Update to Brasero 2.25.x [LSARC/2009/201 FastTrack timeout 04/03/2009]

[Mark Phalan]

On Wed, 2009-04-08 at 12:11 +0100, Darren J Moffat wrote:
> Lin Ma wrote:
> > Hi Artem and all,
> > 
> >>> On 04/01/09 01:51, Darren J Moffat wrote:
> >>> > Understood and that is great information, does smserverd allow for 
> >>> this
> >>> > kind of nasty to get through it ?
> >>>
> >>> Yes, as does any solution that allows apps to use uscsi directly.
> >>>
> >>> > If possible I'd like to see it used rather than handing out 
> >>> sys_devices
> >>> > via the pfexec .bin hackery that the cdrtools case introduced and that
> >>> > this case is continuing with.
> >>>
> >>> You can blame cdrtools for many things, but this is not one of them. 
> >>> The .bin trick was done only as a convenience to the users who are 
> >>> used to invoke cdrecord on other OSes without sudo/pfexec. Times have 
> >>> changed, thanks to OpenSolaris and IPS, every OpenSolaris newbie 
> >>> knows about pfexec. The ultimate solution, of course, is to make 
> >>> pfexec implicit/always-on (what Danek alluded to earlier).
> > This seems a general discussion about pfexec rather than brasero specific.
> > 
> > Anyway I will make a few changes, move binary /usr/bin/brasero.bin to 
> > /usr/lib/brasero/brasero.bin, the script /usr/bin/brasero remains 
> > untouched.
> > 
> >>>
> >>> Going back to the original point: USCSI should be avoided at all 
> >>> costs. Only very special apps _really_ need naked USCSI, like the 
> >>> VirtualBox pass-thru mode for CD drives, where we cannot possibly 
> >>> know what SCSI commands will be issued.
> >>>
> >>> For cases like CD ripping, we should be able to provide apps with a 
> >>> functional API, hiding USCSI implementation in the privileged 
> >>> component, preferably sd driver, extending cdio(7I) if necessary; 
> >>> failing that, smserverd would probably be another choice.

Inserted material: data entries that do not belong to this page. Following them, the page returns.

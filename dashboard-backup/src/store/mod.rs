//! Blob storage for dashboard snapshots.
//!
//! Keys are logical `/`-joined paths produced by [`crate::naming`]. Each
//! backend maps them onto its own root (a directory or a bucket prefix).
//! Exactly one [`Store`] is resolved per run from the roster's backup section.

pub mod fs;
pub mod object;

use crate::config::BackupConfig;
use crate::naming::META_SENTINEL;
use crate::utils::{BackupError, Result};
use async_trait::async_trait;
use serde_json::Value;
use tracing::{info, warn};

pub use fs::FsStore;
pub use object::ObjectBackend;

#[async_trait]
pub trait BlobStore: Send + Sync {
    /// Write a JSON document, replacing anything already at `key`.
    async fn put(&self, key: &str, value: &Value) -> Result<()>;

    /// Read a JSON document. `Ok(None)` means nothing is stored at `key`.
    async fn fetch(&self, key: &str) -> Result<Option<Value>>;

    /// Keys under `prefix` ending in `suffix`, sorted, meta records excluded.
    async fn list(&self, prefix: &str, suffix: &str) -> Result<Vec<String>>;

    /// Read a JSON document that must exist.
    async fn get(&self, key: &str) -> Result<Value> {
        self.fetch(key)
            .await?
            .ok_or_else(|| BackupError::NotFound(key.to_string()))
    }
}

/// The storage backend selected for this run.
pub enum Store {
    Filesystem(FsStore),
    Object(ObjectBackend),
    /// Object storage is authoritative; every write is copied to disk as well.
    Mirrored {
        primary: ObjectBackend,
        mirror: FsStore,
    },
}

impl Store {
    /// Resolve the backend from configuration. Object storage wins over local.
    pub fn from_config(config: &BackupConfig) -> Result<Self> {
        let local = config.local.enabled.then(|| FsStore::new(&config.local.backup_folder));
        if local.is_some() {
            info!(
                "Local backup is enabled and storing under: {:?}",
                config.local.backup_folder
            );
        }

        if !config.s3.enabled {
            return local
                .map(Store::Filesystem)
                .ok_or_else(|| BackupError::Config("no storage backend enabled".into()));
        }

        let object = ObjectBackend::from_config(&config.s3)?;
        info!(
            bucket = %object.bucket(),
            prefix = %object.prefix(),
            "S3 backup is enabled"
        );

        Ok(match local {
            Some(mirror) => {
                warn!("Both local and s3 backup are enabled; s3 is read, both are written");
                Store::Mirrored {
                    primary: object,
                    mirror,
                }
            }
            None => Store::Object(object),
        })
    }

    pub fn describe(&self) -> &'static str {
        match self {
            Store::Filesystem(_) => "filesystem",
            Store::Object(_) => "object",
            Store::Mirrored { .. } => "object+filesystem",
        }
    }
}

#[async_trait]
impl BlobStore for Store {
    async fn put(&self, key: &str, value: &Value) -> Result<()> {
        match self {
            Store::Filesystem(fs) => fs.put(key, value).await,
            Store::Object(object) => object.put(key, value).await,
            Store::Mirrored { primary, mirror } => {
                let result = primary.put(key, value).await;
                if let Err(e) = mirror.put(key, value).await {
                    warn!(key, error = %e, "Local mirror write failed");
                }
                result
            }
        }
    }

    async fn fetch(&self, key: &str) -> Result<Option<Value>> {
        match self {
            Store::Filesystem(fs) => fs.fetch(key).await,
            Store::Object(object) | Store::Mirrored { primary: object, .. } => {
                object.fetch(key).await
            }
        }
    }

    async fn list(&self, prefix: &str, suffix: &str) -> Result<Vec<String>> {
        match self {
            Store::Filesystem(fs) => fs.list(prefix, suffix).await,
            Store::Object(object) | Store::Mirrored { primary: object, .. } => {
                object.list(prefix, suffix).await
            }
        }
    }
}

/// Shared listing rule: suffix match and meta records never count as content.
pub(crate) fn is_listed(key: &str, suffix: &str) -> bool {
    !key.ends_with(META_SENTINEL) && key.ends_with(suffix)
}
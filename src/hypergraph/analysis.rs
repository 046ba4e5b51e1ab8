//! Structural measures of a hypergraph used for scheduling bounds.
//!
//! - Independence: a vertex set is independent if it contains no hyperedge.
//! - Interference matrix Δ: `Δ_ij = max 1/(|e| - 1)` over edges `e` holding both `i` and `j`.
//! - Interference degree σ(H): the worst per-vertex weighted neighbourhood, see
//!   [`Hypergraph::interference_degree`].

use log::debug;
use serde::Serialize;

use super::Hypergraph;

/// Per-vertex terms of the interference degree.
#[derive(Debug, Clone, Copy, PartialEq, Serialize)]
pub struct VertexInterference {
    /// Δ'_i: max of `Σ_{j∈J} Δ_ij` over nonempty independent `J ⊆ N(i)`.
    pub neighbourhood: f64,
    /// Δ''_i: max of `1 + Σ_{j∈J} Δ_ij` over nonempty `J ⊆ N(i)` with `J ∪ {i}` independent.
    pub with_vertex: f64,
}

impl VertexInterference {
    pub fn max(&self) -> f64 {
        self.neighbourhood.max(self.with_vertex)
    }
}

impl Hypergraph {
    /// True iff `set` contains no hyperedge. Duplicates and order are ignored.
    pub fn is_independent_set(&self, set: &[usize]) -> bool {
        let mut sorted = set.to_vec();
        sorted.sort_unstable();
        sorted.dedup();
        self.is_independent_sorted(&sorted)
    }

    fn is_independent_sorted(&self, sorted: &[usize]) -> bool {
        !self.edges().take_while(|e| e.len() <= sorted.len()).any(|e| e.is_subset_of(sorted))
    }

    /// The symmetric interference matrix Δ (zero diagonal).
    pub fn interference_matrix(&self) -> Vec<Vec<f64>> {
        let n = self.vertex_count();
        let mut delta = vec![vec![0.0; n]; n];
        for edge in self.edges() {
            let weight = 1.0 / (edge.len() - 1) as f64;
            let v = edge.vertices();
            for (a, &i) in v.iter().enumerate() {
                for &j in &v[a + 1..] {
                    if weight > delta[i][j] {
                        delta[i][j] = weight;
                        delta[j][i] = weight;
                    }
                }
            }
        }
        delta
    }

    /// Sorted neighbour lists: `j ∈ adjacency()[i]` iff some edge holds both.
    pub fn adjacency(&self) -> Vec<Vec<usize>> {
        let n = self.vertex_count();
        let mut adjacent = vec![vec![false; n]; n];
        for edge in self.edges() {
            for &i in edge.vertices() {
                for &j in edge.vertices() {
                    if i != j {
                        adjacent[i][j] = true;
                    }
                }
            }
        }
        adjacent
            .into_iter()
            .map(|row| row.into_iter().enumerate().filter(|(_, a)| *a).map(|(j, _)| j).collect())
            .collect()
    }

    /// Δ'_i and Δ''_i for every vertex.
    ///
    /// Enumerates every subset of each neighbourhood, so the cost is
    /// exponential in the maximum degree.
    pub fn interference_profile(&self) -> Vec<VertexInterference> {
        let delta = self.interference_matrix();
        let adjacency = self.adjacency();
        let mut profile = Vec::with_capacity(self.vertex_count());
        let mut subset: Vec<usize> = Vec::new();
        let mut with_vertex: Vec<usize> = Vec::new();

        for (i, neighbours) in adjacency.iter().enumerate() {
            let mut terms = VertexInterference {
                neighbourhood: 0.0,
                with_vertex: 0.0,
            };
            let count = neighbours.len();
            for mask in 1u64..(1u64 << count) {
                subset.clear();
                subset.extend((0..count).filter(|b| mask & (1 << b) != 0).map(|b| neighbours[b]));
                let weight: f64 = subset.iter().map(|&j| delta[i][j]).sum();

                if self.is_independent_sorted(&subset) {
                    terms.neighbourhood = terms.neighbourhood.max(weight);
                }
                with_vertex.clear();
                with_vertex.extend_from_slice(&subset);
                with_vertex.push(i);
                with_vertex.sort_unstable();
                if self.is_independent_sorted(&with_vertex) {
                    terms.with_vertex = terms.with_vertex.max(1.0 + weight);
                }
            }
            profile.push(terms);
        }
        profile
    }

    /// Interference degree σ(H): the largest Δ'_i or Δ''_i over all vertices,
    /// 0 for a hypergraph without edges.
    pub fn interference_degree(&self) -> f64 {
        let profile = self.interference_profile();
        debug!("Delta': {:?}", profile.iter().map(|p| p.neighbourhood).collect::<Vec<_>>());
        debug!("Delta'': {:?}", profile.iter().map(|p| p.with_vertex).collect::<Vec<_>>());
        profile.iter().map(VertexInterference::max).fold(0.0, f64::max)
    }
}

#[cfg(test)]
mod tests {
    use crate::hypergraph::Hyperedge;
    use super::*;

    fn hypergraph(n: usize, edges: &[&[usize]]) -> Hypergraph {
        Hypergraph::from_edges(n, edges.iter().map(|e| Hyperedge::new(e.iter().copied()))).unwrap()
    }

    #[test]
    fn independence_ignores_order_and_duplicates() {
        let h = hypergraph(4, &[&[0, 1], &[1, 2, 3]]);
        assert!(h.is_independent_set(&[0, 2, 3]));
        assert!(!h.is_independent_set(&[1, 0]));
        assert!(!h.is_independent_set(&[3, 2, 1, 3]));
        assert!(h.is_independent_set(&[]));
    }

    #[test]
    fn interference_matrix_keeps_largest_weight() {
        let h = hypergraph(4, &[&[0, 1], &[0, 1, 2], &[1, 2, 3]]);
        let delta = h.interference_matrix();
        assert_eq!(delta[0][1], 1.0);
        assert_eq!(delta[1][0], 1.0);
        assert_eq!(delta[0][2], 0.5);
        assert_eq!(delta[2][3], 0.5);
        assert_eq!(delta[0][3], 0.0);
        for (i, row) in delta.iter().enumerate() {
            assert_eq!(row[i], 0.0);
        }
    }

    #[test]
    fn adjacency_is_symmetric() {
        let h = hypergraph(5, &[&[0, 1], &[1, 2, 3]]);
        let adj = h.adjacency();
        assert_eq!(adj[0], vec![1]);
        assert_eq!(adj[1], vec![0, 2, 3]);
        assert_eq!(adj[3], vec![1, 2]);
        assert!(adj[4].is_empty());
    }

    #[test]
    fn single_pair_has_degree_one() {
        let h = hypergraph(2, &[&[0, 1]]);
        assert_eq!(h.interference_degree(), 1.0);
    }

    #[test]
    fn single_triple_has_degree_one_and_a_half() {
        let h = hypergraph(3, &[&[0, 1, 2]]);
        let profile = h.interference_profile();
        assert_eq!(profile[0].neighbourhood, 1.0);
        assert_eq!(profile[0].with_vertex, 1.5);
        assert_eq!(h.interference_degree(), 1.5);
    }

    #[test]
    fn widest_star_degree_is_leaf_count() {
        // Centre 0 with every other vertex as a leaf: the leaves are mutually independent.
        let n = crate::network::MAX_STATIONS;
        let h = Hypergraph::from_edges(n, (1..n).map(|j| Hyperedge::new([0, j]))).unwrap();
        assert_eq!(h.interference_degree(), (n - 1) as f64);
    }

    #[test]
    fn empty_hypergraph_has_degree_zero() {
        assert_eq!(Hypergraph::empty(4).interference_degree(), 0.0);
    }
}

We now also 
> >>> have the improved cdrtools that provide programmatic access to CD 
> >>> ripping operations, as seen in cdda2wav-based GStreamer CDDA plugin.
> >> The arch of Brasero is to directly open a device and send SCSI command 
> >> to that device, the main framework is preparing SCSI data, invoke 
> >> ioctl with SCSI operator command and the data and parse the data. 
> >> Different platform write different backend for brasero, like FreeBSD 
> >> cam device and Linux SG device. So the requirement of poring it to 
> >> Solaris is to find a device which could accept SCSI operator command 
> >> and data structure. That's the reason I choose USCSI.
> >>
> >> I can't use cdio and fork any small privileged process for the brasero 
> >> Solaris backend, because I have to parse the information (get from 
> >> cdio or privileged process) and write back to the SCSI data passed 
> >> from brasero framework. It's very expansive and dangerous to me. And I 
> >> can't predict how many SCSI operators may be changed in the future.
> >>
> >> So I do think Solaris should provide a good interface for that 
> >> requirement instead of forcing the requirement to change.
> > 
> > 
> >>> Is it possible to provide a library API that applications could use,
> >>> or is it only possible to get this information via running a program
> >>> like cdda2wav as a forked process?
> >>
> >> These are not mutually exclusive: you can have a library API that 
> >> internally communicates with a more privileged process be it a daemon, 
> >> a transient process, or the kernel (which is, in many ways, is just 
> >> another privileged process). The key here is to minimize the amount of 
> >> unaudited code that runs with elevated privileges: a GUI media player 
> >> with megabytes of mmapped GNOME libraries is a lot of code.
> > 
> > Brasero is designed as OS independent application, the framework doesn't 
> > depend on any binaries, and heavily uses raw SCSI data. On Solaris uses 
> > USCSI is a better way to run it. And force it requires 'Console User' 
> > which gives it read permission and 'Desktop CD User' which gives it 
> > 'sys_device' privilege. Those profiles are under Administrator's control.
> > 
> > Darren J Moffat's solution is really good and could provide better 
> > interface for CD consumer applications on Solaris. I'd like to work with 
> > Tamarack team to make any changes based on it or any further project 
> > forked from that idea.
> > 
> > Is there any objections and suggestions for this case?
> 
> My objection still stands since the architecture hasn't changed.
> 
> Let me offer an alternative though that it to me slightly more palatable.
> 
> The GNOME menu items for brasero invoke it using gksu.  This means that 
>   if the user has "Desktop CD User" then they can run /usr/bin/brasero 
> with the required additional privileges, if they don't then they will be 
> prompted for the root password (assuming they can assume the root role 
> if root is a role).  There would then be no wrapper script provided and 
> /usr/bin/brasero would be the real binary.
> 
> Why is this better ?
> 	1) no hacky wrapper script
> 	2) Can work even when user isn't on console
> 	3) Doesn't break if user has "Primary Administrator", which
> 	   apparently can happen with cdrecord - though I haven't
> 	   seen or verified this personally.
> 
> The downsides are:
> 	1) Other Programs that invoke brasero don't get sys_devices.
> 	   However this could be seen as a good thing.
> 	2) Running brasero from the cli required explicilty using
> 	   a profile shell or using pfexec brasero.

3) The program will be run as root (if I correctly understand what gksu
does) which means that when browsing for files it will see a different
home directory (root's) and may not even be able to access the proper
user's home directory if on NFS. The application may also look different
due to themeing configuration , recent files list etc. From a usability
point of view this isn't very nice.

Doing the same for rhythmbox has similar issues. How would the panel
applet behave?

-M